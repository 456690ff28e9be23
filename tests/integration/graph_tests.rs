//! Incoming link counts from extracted pages

use crate::common::{config_for, mount_html, mount_text, page, site_url, urlset};
use sitegauge::graph::LinkGraph;
use sitegauge::render::HttpPageSource;
use sitegauge::storage::MemoryStorage;
use sitegauge::{AuditSession, UrlRecord, UrlStatus};
use std::sync::Arc;
use std::time::Duration;
use wiremock::MockServer;

#[tokio::test]
async fn test_two_pages_linking_to_x() {
    let server = MockServer::start().await;

    mount_text(&server, "/sitemap.xml", urlset(&server, &["/a", "/b", "/x"])).await;
    mount_html(&server, "/a", page("A", r#"<a href="/x">x</a><a href="/x#again">x</a>"#)).await;
    mount_html(&server, "/b", page("B", r#"<p><a href="x">x</a></p>"#)).await;
    mount_html(&server, "/x", page("X", r#"<a href="/a">back</a>"#)).await;

    let config = config_for(&server, "unused.db", r#"boilerplate = "off""#);
    let source = HttpPageSource::from_config(&config.user_agent, Duration::from_secs(5))
        .expect("Failed to build client");
    let mut session = AuditSession::new(
        config,
        "test",
        Arc::new(source),
        Box::new(MemoryStorage::new()),
    )
    .expect("Failed to create session");

    let summary = session.run().await.expect("Run failed");
    assert_eq!(summary.extraction.extracted, 3);

    let records = session
        .storage()
        .fetch_url_records(session.site_key())
        .unwrap();
    assert_eq!(records[&site_url(&server, "/x")].incoming_link_count, Some(2));
    assert_eq!(records[&site_url(&server, "/a")].incoming_link_count, Some(1));
    assert_eq!(records[&site_url(&server, "/b")].incoming_link_count, Some(0));
    assert_eq!(records[&site_url(&server, "/a")].internal_link_count(), Some(1));
}

#[test]
fn test_counts_match_link_lists() {
    let page = |url: &str, links: &[&str]| {
        let mut record = UrlRecord::discovered(url, UrlStatus::Indexed);
        record.internal_links = links.iter().map(|s| s.to_string()).collect();
        record
    };
    let records = vec![
        page("https://e.com/a", &["https://e.com/x", "https://e.com/b"]),
        page("https://e.com/b", &["https://e.com/x"]),
        page("https://e.com/c", &["https://e.com/a", "https://e.com/c"]),
    ];

    let graph = LinkGraph::build(&records);
    for target in ["https://e.com/a", "https://e.com/b", "https://e.com/c", "https://e.com/x"] {
        let linking = records
            .iter()
            .filter(|r| r.internal_links.iter().any(|l| l == target))
            .count() as u32;
        assert_eq!(graph.incoming(target), linking, "{}", target);
    }

    let reversed: Vec<UrlRecord> = records.iter().rev().cloned().collect();
    assert_eq!(LinkGraph::build(&reversed), graph);
}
_ _ _ _ _
What this task involves — Extract the whole listing, character for character.

Output of the exercise —
repository 456690ff28e9be23
filename tests/integration/graph_tests.rs
//! Incoming link counts from extracted pages

use crate::common::{config_for, mount_html, mount_text, page, site_url, urlset};
use sitegauge::graph::LinkGraph;
use sitegauge::render::HttpPageSource;
use sitegauge::storage::MemoryStorage;
use sitegauge::{AuditSession, UrlRecord, UrlStatus};
use std::sync::Arc;
use std::time::Duration;
use wiremock::MockServer;

#[tokio::test]
async fn test_two_pages_linking_to_x() {
    let server = MockServer::start().await;

    mount_text(&server, "/sitemap.xml", urlset(&server, &["/a", "/b", "/x"])).await;
    mount_html(&server, "/a", page("A", r#"<a href="/x">x</a><a href="/x#again">x</a>"#)).await;
    mount_html(&server, "/b", page("B", r#"<p><a href="x">x</a></p>"#)).await;
    mount_html(&server, "/x", page("X", r#"<a href="/a">back</a>"#)).await;

    let config = config_for(&server, "unused.db", r#"boilerplate = "off""#);
    let source = HttpPageSource::from_config(&config.user_agent, Duration::from_secs(5))
        .expect("Failed to build client");
    let mut session = AuditSession::new(
        config,
        "test",
        Arc::new(source),
        Box::new(MemoryStorage::new()),
    )
    .expect("Failed to create session");

    let summary = session.run().await.expect("Run failed");
    assert_eq!(summary.extraction.extracted, 3);

    let records = session
        .storage()
        .fetch_url_records(session.site_key())
        .unwrap();
    assert_eq!(records[&site_url(&server, "/x")].incoming_link_count, Some(2));
    assert_eq!(records[&site_url(&server, "/a")].incoming_link_count, Some(1));
    assert_eq!(records[&site_url(&server, "/b")].incoming_link_count, Some(0));
    assert_eq!(records[&site_url(&server, "/a")].internal_link_count(), Some(1));
}

#[test]
fn test_counts_match_link_lists() {
    let page = |url: &str, links: &[&str]| {
        let mut record = UrlRecord::discovered(url, UrlStatus::Indexed);
        record.internal_links = links.iter().map(|s| s.to_string()).collect();
        record
    };
    let records = vec![
        page("https://e.com/a", &["https://e.com/x", "https://e.com/b"]),
        page("https://e.com/b", &["https://e.com/x"]),
        page("https://e.com/c", &["https://e.com/a", "https://e.com/c"]),
    ];

    let graph = LinkGraph::build(&records);
    for target in ["https://e.com/a", "https://e.com/b", "https://e.com/c", "https://e.com/x"] {
        let linking = records
            .iter()
            .filter(|r| r.internal_links.iter().any(|l| l == target))
            .count() as u32;
        assert_eq!(graph.incoming(target), linking, "{}", target);
    }

    let reversed: Vec<UrlRecord> = records.iter().rev().cloned().collect();
    assert_eq!(LinkGraph::build(&reversed), graph);
}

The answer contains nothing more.